Mescid-i Aksa'ya doğu Kudüs’te eski şehir bölgesinde yer alıyor, çoğu uluslararası kuruluş bölgeyi İsrail kontrolünde kabul ediyor. İsrail güçleri doğu Kudüs’ü 1967 yılında işgal etti. Bölge doğu ve batı Kudüs tarafından ebedi başkent olarak kabul görmekte. İsrail güçleri 1967’de Hristiyanlar içinde kutsal bölge sayılan doğu Kudüs’ü Ürdün güçlerinden ele geçirdikten sonra imzalanan statüko antlaşması maddelerinde Yahudiler ve Müslümanlar aynı bölgede ibadet edebilecekti. Bu antlaşma 1994 yılında imzalanan Barış Antlaşması'na kadar sürdü. Barış Antlaşması Ürdün’ün bölgedeki özel rolünü kabul edip yalnızca Müslümanlara özel bir ibadet bölgesi haline getirdi. Belirli saatlerde İsrail vatandaşları da giriş-çıkış yapabilecekti.

İsrail polisinin Mescid-i Aksa baskını Müslüman halkı tarafından büyük bir provakasyon olarak görülüyor. 2021 yılında İsrail güçlerinin düzenlediği baskın Hamas güçleri ve İsrail hükümeti arasında tekrar büyük bir gerginliğe sebep olmuştu. 1967 yapılan anlaşmanın maddelerine göre Ürdün hükümeti bölgede hala koruyucu konumunda. Buna rağmen Doğu Kudüs İsrail polisinin kontrolü altında.  Birleşmiş Milletler muhabiri Francesca Albanese bölgedeki polis baskınlarının 2000 yılında batı bloğunda 97 Filistinlinin hayatını kaybettiği ikinci Filistin ayaklanmasında sonra en şiddetli seviyede olduğunu belirtti.

Mescid-i Aksa'ya neden baskın yapılıyor?

Yasallığını koruyan statüko antlaşması ve uluslararası kamuoyuna göre doğu Kudüs hala İsrail’in kontrolü altında fakat bölgede yalnızca Müslümanların ibadet etmesine izin var. Yahudi vatandaşlar için gün içinde belirli giriş-çıkış saatleri olmasına rağmen ibadet izni yok. Albanese "Bu durum koyu sağcı kesimi oldukça rahatsız etmekte. Bölgede yıllarca içinde çokça baskın ve provakasyon gerçekleşti. Çatışmalar özellikle Ramazan ayı ve Hamursuz Bayramı haftası içerisinde şiddetleniyor.  Müslüman gruplar örgütlenerek bölgede ibadet etmek istiyor. Anlaşmaya göre Ürdün hükümeti bölgeyi yönetmekteki tek sorumlu yetkili makam. Çatışmaların azalması için sorumluluğu üstlenmek zorundalar" ifadelerini kullandı.

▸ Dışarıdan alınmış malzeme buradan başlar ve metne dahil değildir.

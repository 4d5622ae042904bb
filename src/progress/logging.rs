//! Logging-based progress handler

use super::{ProgressEvent, ProgressHandler};
use tracing::{debug, info, warn};

/// Handler that logs progress events using tracing
#[derive(Debug, Default, Clone, Copy)]
pub struct LoggingHandler;

impl ProgressHandler for LoggingHandler {
    fn on_progress(&self, event: &ProgressEvent) {
        match event {
            ProgressEvent::JobStarted { job_id, images } => {
                info!(job_id = %job_id, images, "Starting assessment");
            }
            ProgressEvent::StatusChanged { job_id, status } => {
                debug!(job_id = %job_id, status = %status, "Job status changed");
            }
            ProgressEvent::StageStarted { job_id, stage } => {
                info!(job_id = %job_id, phase = %stage, "Starting phase");
            }
            ProgressEvent::StageComplete {
                job_id,
                stage,
                duration,
                degraded,
            } => {
                if *degraded {
                    warn!(
                        job_id = %job_id,
                        phase = %stage,
                        duration_ms = duration.as_millis(),
                        "Phase complete with degraded output"
                    );
                } else {
                    info!(
                        job_id = %job_id,
                        phase = %stage,
                        duration_ms = duration.as_millis(),
                        "Phase complete"
                    );
                }
            }
            ProgressEvent::VariantFailed {
                job_id,
                area,
                variant,
                temperature,
                error,
            } => {
                warn!(
                    job_id = %job_id,
                    area = %area,
                    variant = %variant,
                    temperature,
                    error = %error,
                    "Specialist variant dropped"
                );
            }
            ProgressEvent::JobFinished {
                job_id,
                status,
                parts,
                total_time,
            } => {
                info!(
                    job_id = %job_id,
                    status = %status,
                    parts,
                    total_time_ms = total_time.as_millis(),
                    "Assessment finished"
                );
            }
        }
    }
}

#[cfg(test)]
mod tests {
    use super::*;
    use crate::domain::{JobStage, JobStatus};
    use std::time::Duration;
    use uuid::Uuid;

    #[test]
    fn test_logging_handler_all_events() {
        let handler = LoggingHandler;
        let job_id = Uuid::new_v4();

        handler.on_progress(&ProgressEvent::JobStarted { job_id, images: 1 });
        handler.on_progress(&ProgressEvent::StatusChanged {
            job_id,
            status: JobStatus::Processing,
        });
        handler.on_progress(&ProgressEvent::StageComplete {
            job_id,
            stage: JobStage::Merging,
            duration: Duration::from_millis(3),
            degraded: true,
        });
        handler.on_progress(&ProgressEvent::JobFinished {
            job_id,
            status: JobStatus::FailedPartial,
            parts: 0,
            total_time: Duration::from_secs(1),
        });
    }
}
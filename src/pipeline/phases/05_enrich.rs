use super::llm_helper::query_structured;
use crate::domain::{CanonicalDamagePart, DamageArea, VehicleIdentity};
use crate::inference::InferenceRequest;
use crate::ontology::PartOntology;
use crate::pipeline::structured::lenient;
use crate::pipeline::{PhaseOutcome, PipelineContext};
use serde::Deserialize;
use tracing::{debug, warn};

const TEMPERATURE: f32 = 0.2;

/// Finds the part a text-pass reply entry refers to: a valid index wins,
/// otherwise the canonicalised name (and area, when given) must match
/// exactly one part.
pub fn locate_part(
    ontology: &PartOntology,
    parts: &[CanonicalDamagePart],
    index: Option<usize>,
    name: &str,
    area: &str,
) -> Option<usize> {
    if let Some(idx) = index.filter(|idx| *idx < parts.len()) {
        return Some(idx);
    }
    if name.trim().is_empty() {
        return None;
    }

    let canonical = ontology.canonicalize(name).name;
    let area = DamageArea::parse(area);
    let mut matches = parts
        .iter()
        .enumerate()
        .filter(|(_, p)| p.canonical_name == canonical && area.map_or(true, |a| a == p.area))
        .map(|(idx, _)| idx);

    let first = matches.next()?;
    matches.next().is_none().then_some(first)
}

/// One line per part, numbered from 0, shared by the text-only passes.
pub fn describe_parts(parts: &[CanonicalDamagePart]) -> String {
    parts
        .iter()
        .enumerate()
        .map(|(idx, p)| {
            let mut line = format!(
                "{}. {} ({} area, {} severity, confidence {:.2})",
                idx, p.canonical_name, p.area, p.severity, p.confidence
            );
            if !p.description.is_empty() {
                line.push_str(": ");
                line.push_str(&p.description);
            }
            if let Some(method) = &p.repair_method {
                line.push_str(&format!(" [repair: {}]", method));
            }
            line
        })
        .collect::<Vec<_>>()
        .join("\n")
}

#[derive(Debug, Deserialize)]
struct EnrichReply {
    #[serde(default, alias = "damages", deserialize_with = "lenient::list")]
    parts: Vec<EnrichEntry>,
}

#[derive(Debug, Deserialize)]
struct EnrichEntry {
    #[serde(default, deserialize_with = "lenient::index")]
    index: Option<usize>,
    #[serde(default, alias = "name", alias = "canonical_name", deserialize_with = "lenient::string")]
    part: String,
    #[serde(default, deserialize_with = "lenient::string")]
    area: String,
    #[serde(default, deserialize_with = "lenient::string")]
    repair_method: String,
    #[serde(default, alias = "technical_notes", deserialize_with = "lenient::string")]
    technical_description: String,
}

fn build_prompt(vehicle: &VehicleIdentity, parts: &[CanonicalDamagePart]) -> String {
    format!(
        r#"TASK: enrich

Vehicle: {}

Damaged parts:
{}

For every part, recommend a repair method and give a short technical description of the work.

Respond with JSON:
{{
  "parts": [
    {{
      "index": 0,
      "part": "front bumper",
      "repair_method": "repair" | "replace" | "refinish" | "paintless dent repair",
      "technical_description": "remove bumper cover, plastic weld crack, refinish"
    }}
  ]
}}
"#,
        vehicle,
        describe_parts(parts)
    )
}

fn non_empty(s: String) -> Option<String> {
    let s = s.trim();
    (!s.is_empty()).then(|| s.to_string())
}

/// Attaches repair methods. On failure the parts come back untouched.
pub async fn execute(
    ctx: &PipelineContext,
    vehicle: &VehicleIdentity,
    mut parts: Vec<CanonicalDamagePart>,
) -> PhaseOutcome<Vec<CanonicalDamagePart>> {
    if parts.is_empty() {
        return PhaseOutcome::complete(parts);
    }

    let request = InferenceRequest::new(build_prompt(vehicle, &parts))
        .with_temperature(TEMPERATURE)
        .with_max_tokens(2000)
        .with_label("enrich");

    let reply: EnrichReply = match query_structured(ctx, request).await {
        Ok(reply) => reply,
        Err(e) => {
            warn!(error = %e, "Enrichment unavailable, leaving repair methods empty");
            return PhaseOutcome::degraded(parts, vec![format!("enrichment failed: {}", e)]);
        }
    };

    let mut matched = 0;
    for entry in reply.parts {
        let Some(idx) = locate_part(&ctx.ontology, &parts, entry.index, &entry.part, &entry.area)
        else {
            debug!(part = %entry.part, "Enrichment entry matches no part");
            continue;
        };
        let part = &mut parts[idx];
        part.repair_method = non_empty(entry.repair_method).or(part.repair_method.take());
        part.technical_description =
            non_empty(entry.technical_description).or(part.technical_description.take());
        matched += 1;
    }

    let missing = parts.iter().filter(|p| p.repair_method.is_none()).count();
    debug!(matched, missing, "Enrichment applied");

    let reasons = if missing > 0 {
        vec![format!("{} part(s) left without a repair method", missing)]
    } else {
        Vec::new()
    };
    PhaseOutcome::degraded(parts, reasons)
}

#[cfg(test)]
pub(crate) mod tests {
    use super::*;
    use crate::domain::Severity;
    use crate::inference::{MockInferenceBackend, MockResponse};
    use crate::pipeline::context::test_support::mock_context;
    use serde_json::json;
    use std::sync::Arc;

    pub(crate) fn part(name: &str, area: DamageArea) -> CanonicalDamagePart {
        CanonicalDamagePart {
            canonical_name: name.to_string(),
            area,
            severity: Severity::Moderate,
            confidence: 0.8,
            evidence_count: 1,
            evidence_image_refs: Vec::new(),
            description: String::new(),
            classified: true,
            safety_critical: false,
            repair_method: None,
            technical_description: None,
            labor_hours: None,
            paint_hours: None,
            cost: None,
        }
    }

    #[test]
    fn test_locate_by_index_then_name() {
        let ontology = PartOntology::builtin();
        let parts = vec![
            part("hood", DamageArea::Front),
            part("left fender", DamageArea::Front),
            part("left fender", DamageArea::Side),
        ];

        assert_eq!(locate_part(&ontology, &parts, Some(2), "", ""), Some(2));
        assert_eq!(locate_part(&ontology, &parts, Some(9), "Bonnet", ""), Some(0));
        assert_eq!(locate_part(&ontology, &parts, None, "left fender", "side"), Some(2));
        // Ambiguous without an area.
        assert_eq!(locate_part(&ontology, &parts, None, "left fender", ""), None);
        assert_eq!(locate_part(&ontology, &parts, None, "", "front"), None);
    }

    #[tokio::test]
    async fn test_enrich_attaches_methods() {
        let backend = Arc::new(MockInferenceBackend::new());
        backend.on(
            "TASK: enrich",
            MockResponse::json(json!({"parts": [
                {"index": 0, "repair_method": "replace", "technical_description": "new panel"},
                {"part": "bonnet", "repair_method": "refinish"},
                {"part": "left fender", "area": "front", "repair_method": "repair"}
            ]})),
        );
        let ctx = mock_context(backend);
        let parts = vec![part("hood", DamageArea::Front), part("left fender", DamageArea::Front)];

        let outcome = execute(&ctx, &VehicleIdentity::unknown(), parts).await;
        assert!(!outcome.is_degraded());
        let parts = outcome.into_value();
        assert_eq!(parts[0].repair_method.as_deref(), Some("refinish"));
        assert_eq!(parts[0].technical_description.as_deref(), Some("new panel"));
        assert_eq!(parts[1].repair_method.as_deref(), Some("repair"));
    }

    #[tokio::test]
    async fn test_enrich_failure_keeps_parts() {
        let backend = Arc::new(MockInferenceBackend::new());
        let ctx = mock_context(backend);
        let parts = vec![part("hood", DamageArea::Front)];

        let outcome = execute(&ctx, &VehicleIdentity::unknown(), parts.clone()).await;
        assert!(outcome.is_degraded());
        assert_eq!(outcome.into_value(), parts);
    }

    #[tokio::test]
    async fn test_empty_parts_skip_call() {
        let backend = Arc::new(MockInferenceBackend::new());
        let ctx = mock_context(backend.clone());

        let outcome = execute(&ctx, &VehicleIdentity::unknown(), Vec::new()).await;
        assert!(!outcome.is_degraded());
        assert_eq!(backend.call_count(), 0);
    }
}
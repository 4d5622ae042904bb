// Pipeline phases for damage detection and consensus
//
// Each phase is self-contained with its own prompt builder and reply
// schema, and returns a PhaseOutcome. Only the orchestrator decides the
// job's terminal status.

pub mod llm_helper;

#[path = "01_identify.rs"]
pub mod identify;
#[path = "02_areas.rs"]
pub mod areas;
#[path = "03_specialists.rs"]
pub mod specialists;
#[path = "04_merge.rs"]
pub mod merge;
#[path = "05_enrich.rs"]
pub mod enrich;
#[path = "06_plan.rs"]
pub mod plan;
#[path = "07_summary.rs"]
pub mod summary;
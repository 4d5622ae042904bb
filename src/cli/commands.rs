use clap::{Parser, Subcommand, ValueEnum};
use genai::adapter::AdapterKind;
use std::path::PathBuf;

/// Multi-phase vehicle damage assessment over vision LLMs
#[derive(Parser, Debug)]
#[command(
    name = "dentscan",
    about = "Multi-phase vehicle damage assessment over vision LLMs",
    version,
    author,
    long_about = "dentscan identifies the vehicle in a set of photographs, finds the damaged \
                  areas, runs several specialist passes per area and merges their findings \
                  into one canonical damage report with repair estimates."
)]
pub struct CliArgs {
    #[command(subcommand)]
    pub command: Commands,

    #[arg(long, global = true, value_name = "LEVEL", help = "Set logging level")]
    pub log_level: Option<String>,

    #[arg(short = 'v', long, global = true, help = "Debug logging")]
    pub verbose: bool,

    #[arg(
        short = 'q',
        long,
        global = true,
        conflicts_with = "verbose",
        help = "Quiet mode - only errors are logged"
    )]
    pub quiet: bool,
}

#[derive(Subcommand, Debug)]
pub enum Commands {
    #[command(
        about = "Assess the damage shown in a directory of photographs",
        long_about = "Runs one assessment job over every image in the directory and writes \
                      the report.\n\n\
                      File names carry image metadata: angle tokens such as front_left or \
                      rear, category tokens such as interior or vin, and closeup.\n\n\
                      Exit codes: 0 completed, 2 partial report, 1 failed.\n\n\
                      Examples:\n  \
                      dentscan assess ./claim-1234\n  \
                      dentscan assess ./photos --format json --out report.json\n  \
                      dentscan assess ./photos --provider ollama --model qwen2.5vl:7b"
    )]
    Assess(AssessArgs),

    #[command(about = "Print the effective configuration")]
    Config(ConfigArgs),
}

#[derive(Parser, Debug, Clone)]
pub struct AssessArgs {
    #[arg(value_name = "IMAGES_DIR", help = "Directory of vehicle photographs")]
    pub images_dir: PathBuf,

    #[arg(
        short = 'o',
        long,
        value_name = "FILE",
        help = "Write the report to a file instead of stdout"
    )]
    pub out: Option<PathBuf>,

    #[arg(
        short = 'f',
        long,
        value_enum,
        default_value = "human",
        help = "Output format"
    )]
    pub format: OutputFormatArg,

    #[arg(short = 'p', long, value_parser = parse_adapter_kind, help = "Inference provider")]
    pub provider: Option<AdapterKind>,

    #[arg(short = 'm', long, value_name = "MODEL", help = "Vision model name")]
    pub model: Option<String>,

    #[arg(short = 'c', long, value_name = "FILE", help = "TOML configuration file")]
    pub config: Option<PathBuf>,

    #[arg(
        long,
        value_name = "LIST",
        value_delimiter = ',',
        help = "Specialist sampling temperatures, e.g. 0.2,0.5,0.8"
    )]
    pub temperatures: Option<Vec<f32>>,

    #[arg(long, value_name = "N", help = "Maximum concurrent inference calls")]
    pub concurrency: Option<usize>,

    #[arg(long, help = "Classify the whole image set in one call")]
    pub no_area_bucketing: bool,

    #[arg(long, value_name = "SECONDS", help = "Job deadline in seconds")]
    pub job_timeout: Option<u64>,
}

#[derive(Parser, Debug, Clone)]
pub struct ConfigArgs {
    #[arg(short = 'c', long, value_name = "FILE", help = "TOML configuration file")]
    pub config: Option<PathBuf>,

    #[arg(
        short = 'f',
        long,
        value_enum,
        default_value = "human",
        help = "Output format"
    )]
    pub format: OutputFormatArg,
}

#[derive(ValueEnum, Debug, Clone, Copy, PartialEq, Eq)]
pub enum OutputFormatArg {
    Json,
    Yaml,
    Human,
}

impl From<OutputFormatArg> for super::output::OutputFormat {
    fn from(arg: OutputFormatArg) -> Self {
        match arg {
            OutputFormatArg::Json => super::output::OutputFormat::Json,
            OutputFormatArg::Yaml => super::output::OutputFormat::Yaml,
            OutputFormatArg::Human => super::output::OutputFormat::Human,
        }
    }
}

fn parse_adapter_kind(s: &str) -> Result<AdapterKind, String> {
    crate::config::parse_provider(s).map_err(|e| e.to_string())
}
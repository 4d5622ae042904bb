use crate::inference::{GatewayError, InferenceRequest};
use crate::pipeline::structured::{parse_structured, ParseFailure};
use crate::pipeline::PipelineContext;
use serde::de::DeserializeOwned;
use std::time::Instant;
use thiserror::Error;
use tracing::{debug, warn};

const REPAIR_SUFFIX: &str = "\n\nYour previous reply could not be parsed. Reply with a single valid JSON object only, no prose and no code fences.";

#[derive(Debug, Clone, Error)]
pub enum QueryError {
    #[error(transparent)]
    Gateway(#[from] GatewayError),

    #[error(transparent)]
    Parse(#[from] ParseFailure),
}

/// Sends `request` through the gateway and parses the reply into `T`.
///
/// A reply that fails to parse is re-asked once at temperature 0 with a
/// strict JSON-only instruction when `repair_retry` is enabled.
pub async fn query_structured<T: DeserializeOwned>(
    ctx: &PipelineContext,
    request: InferenceRequest,
) -> Result<T, QueryError> {
    let start = Instant::now();
    let label = request.label.clone();

    let response = ctx.gateway.infer(request.clone()).await?;
    let failure = match parse_structured::<T>(&response.content) {
        Ok(parsed) => {
            debug!(
                label = %label,
                duration_ms = start.elapsed().as_millis() as u64,
                "Structured response parsed"
            );
            return Ok(parsed);
        }
        Err(failure) => failure,
    };

    if !ctx.config.repair_retry {
        warn!(label = %label, error = %failure, "Discarding malformed response");
        return Err(failure.into());
    }

    debug!(label = %label, error = %failure, "Malformed response, asking for a repair");
    let repair = InferenceRequest {
        prompt: format!("{}{}", request.prompt, REPAIR_SUFFIX),
        temperature: 0.0,
        label: format!("{}+repair", label),
        ..request
    };

    let response = ctx.gateway.infer(repair).await?;
    parse_structured::<T>(&response.content).map_err(|failure| {
        warn!(
            label = %label,
            duration_ms = start.elapsed().as_millis() as u64,
            error = %failure,
            "Discarding malformed response after repair"
        );
        failure.into()
    })
}
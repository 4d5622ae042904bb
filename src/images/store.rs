//! Image Store collaborators
//!
//! The pipeline never decides where images live; it asks an `ImageStore`
//! for the bytes behind an `ImageRef`. `DefaultImageStore` dispatches on
//! the URL scheme: `file://` and bare paths go to disk, `http(s)://` to
//! reqwest.

use crate::domain::ImageRef;
use async_trait::async_trait;
use bytes::Bytes;
use std::collections::HashMap;
use std::path::PathBuf;
use std::sync::RwLock;
use std::time::Duration;
use thiserror::Error;
use tracing::debug;

#[derive(Debug, Error)]
pub enum ImageStoreError {
    #[error("Image not found: {0}")]
    NotFound(String),

    #[error("Failed to read image {path}: {source}")]
    Io {
        path: PathBuf,
        #[source]
        source: std::io::Error,
    },

    #[error("Failed to fetch image {url}: {message}")]
    Http { url: String, message: String },

    #[error("Unsupported image URL scheme: {0}")]
    UnsupportedScheme(String),

    #[error("Failed to decode image {id}: {message}")]
    Decode { id: String, message: String },
}

#[async_trait]
pub trait ImageStore: Send + Sync {
    async fn fetch(&self, image: &ImageRef) -> Result<Bytes, ImageStoreError>;
}

/// Reads `file://` URLs and plain paths, optionally relative to a root.
#[derive(Debug, Clone, Default)]
pub struct FsImageStore {
    root: Option<PathBuf>,
}

impl FsImageStore {
    pub fn new() -> Self {
        Self::default()
    }

    pub fn with_root(root: impl Into<PathBuf>) -> Self {
        Self {
            root: Some(root.into()),
        }
    }

    fn resolve(&self, url: &str) -> PathBuf {
        let path = PathBuf::from(url.strip_prefix("file://").unwrap_or(url));
        match &self.root {
            Some(root) if path.is_relative() => root.join(path),
            _ => path,
        }
    }
}

#[async_trait]
impl ImageStore for FsImageStore {
    async fn fetch(&self, image: &ImageRef) -> Result<Bytes, ImageStoreError> {
        let path = self.resolve(&image.url);
        match tokio::fs::read(&path).await {
            Ok(data) => Ok(Bytes::from(data)),
            Err(e) if e.kind() == std::io::ErrorKind::NotFound => {
                Err(ImageStoreError::NotFound(path.display().to_string()))
            }
            Err(source) => Err(ImageStoreError::Io { path, source }),
        }
    }
}

#[derive(Debug, Clone)]
pub struct HttpImageStore {
    client: reqwest::Client,
}

impl HttpImageStore {
    pub fn new(timeout: Duration) -> Result<Self, ImageStoreError> {
        let client = reqwest::Client::builder()
            .timeout(timeout)
            .build()
            .map_err(|e| ImageStoreError::Http {
                url: String::new(),
                message: e.to_string(),
            })?;
        Ok(Self { client })
    }
}

#[async_trait]
impl ImageStore for HttpImageStore {
    async fn fetch(&self, image: &ImageRef) -> Result<Bytes, ImageStoreError> {
        debug!(id = %image.id, url = %image.url, "Fetching image over HTTP");
        let http_err = |e: reqwest::Error| ImageStoreError::Http {
            url: image.url.clone(),
            message: e.to_string(),
        };

        let response = self.client.get(&image.url).send().await.map_err(http_err)?;
        if response.status() == reqwest::StatusCode::NOT_FOUND {
            return Err(ImageStoreError::NotFound(image.url.clone()));
        }
        let response = response.error_for_status().map_err(http_err)?;
        response.bytes().await.map_err(http_err)
    }
}

/// Scheme-dispatching store used by the CLI.
#[derive(Debug, Clone)]
pub struct DefaultImageStore {
    fs: FsImageStore,
    http: HttpImageStore,
}

impl DefaultImageStore {
    pub fn new(fs: FsImageStore, http: HttpImageStore) -> Self {
        Self { fs, http }
    }
}

#[async_trait]
impl ImageStore for DefaultImageStore {
    async fn fetch(&self, image: &ImageRef) -> Result<Bytes, ImageStoreError> {
        let url = image.url.as_str();
        if url.starts_with("http://") || url.starts_with("https://") {
            self.http.fetch(image).await
        } else if url.starts_with("file://") || !url.contains("://") {
            self.fs.fetch(image).await
        } else {
            Err(ImageStoreError::UnsupportedScheme(url.to_string()))
        }
    }
}

/// In-memory store keyed by image id or URL.
#[derive(Debug, Default)]
pub struct MemoryImageStore {
    images: RwLock<HashMap<String, Bytes>>,
}

impl MemoryImageStore {
    pub fn new() -> Self {
        Self::default()
    }

    pub fn insert(&self, key: impl Into<String>, data: impl Into<Bytes>) {
        self.images
            .write()
            .unwrap_or_else(|p| p.into_inner())
            .insert(key.into(), data.into());
    }

    pub fn len(&self) -> usize {
        self.images.read().unwrap_or_else(|p| p.into_inner()).len()
    }

    pub fn is_empty(&self) -> bool {
        self.len() == 0
    }
}

#[async_trait]
impl ImageStore for MemoryImageStore {
    async fn fetch(&self, image: &ImageRef) -> Result<Bytes, ImageStoreError> {
        let images = self.images.read().unwrap_or_else(|p| p.into_inner());
        images
            .get(&image.id)
            .or_else(|| images.get(&image.url))
            .cloned()
            .ok_or_else(|| ImageStoreError::NotFound(image.id.clone()))
    }
}

#[cfg(test)]
mod tests {
    use super::*;

    #[tokio::test]
    async fn test_fs_store_reads_file_url() {
        let dir = tempfile::tempdir().unwrap();
        let path = dir.path().join("a.jpg");
        std::fs::write(&path, b"jpegbytes").unwrap();

        let store = FsImageStore::new();
        let image = ImageRef::new("a", format!("file://{}", path.display()), "h");
        let data = store.fetch(&image).await.unwrap();
        assert_eq!(&data[..], b"jpegbytes");
    }

    #[tokio::test]
    async fn test_fs_store_relative_to_root() {
        let dir = tempfile::tempdir().unwrap();
        std::fs::write(dir.path().join("b.png"), b"png").unwrap();

        let store = FsImageStore::with_root(dir.path());
        let data = store.fetch(&ImageRef::new("b", "b.png", "h")).await.unwrap();
        assert_eq!(&data[..], b"png");

        let missing = store.fetch(&ImageRef::new("c", "c.png", "h")).await;
        assert!(matches!(missing, Err(ImageStoreError::NotFound(_))));
    }

    #[tokio::test]
    async fn test_memory_store_by_id_or_url() {
        let store = MemoryImageStore::new();
        store.insert("img1", Bytes::from_static(b"one"));
        store.insert("mem://two", Bytes::from_static(b"two"));

        let one = store.fetch(&ImageRef::new("img1", "mem://x", "h")).await.unwrap();
        let two = store.fetch(&ImageRef::new("other", "mem://two", "h")).await.unwrap();
        assert_eq!(&one[..], b"one");
        assert_eq!(&two[..], b"two");
        assert!(store
            .fetch(&ImageRef::new("nope", "mem://nope", "h"))
            .await
            .is_err());
    }

    #[tokio::test]
    async fn test_default_store_rejects_unknown_scheme() {
        let store = DefaultImageStore::new(
            FsImageStore::new(),
            HttpImageStore::new(Duration::from_secs(1)).unwrap(),
        );
        let result = store.fetch(&ImageRef::new("a", "s3://bucket/a.jpg", "h")).await;
        assert!(matches!(result, Err(ImageStoreError::UnsupportedScheme(_))));
    }
}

Hamas ve Hizbullah bu durumdan faydalanıyor

İsrail ulusal güvenlik çalışmaları enstitüsü (INSS) kıdemli üyesi Chuck Freilich bölgedeki baskınlar ve çatışmaların Hamas birliği ve Lübnan’ın Hizbullah birliğinin çıkarlarına olduğunu ifade etti. Freilich, "Çatışmalar başladığında halk her zaman destekleyici olur. Sınırlı gerilim dikkati yargı reformu konusundaki tartışmalardan uzaklaştırırken, çatışmaların artması Hamursuz tatilinde gerçekleştiği için Netanyahu'nun imajına zarar verme riski taşıyor" dedi.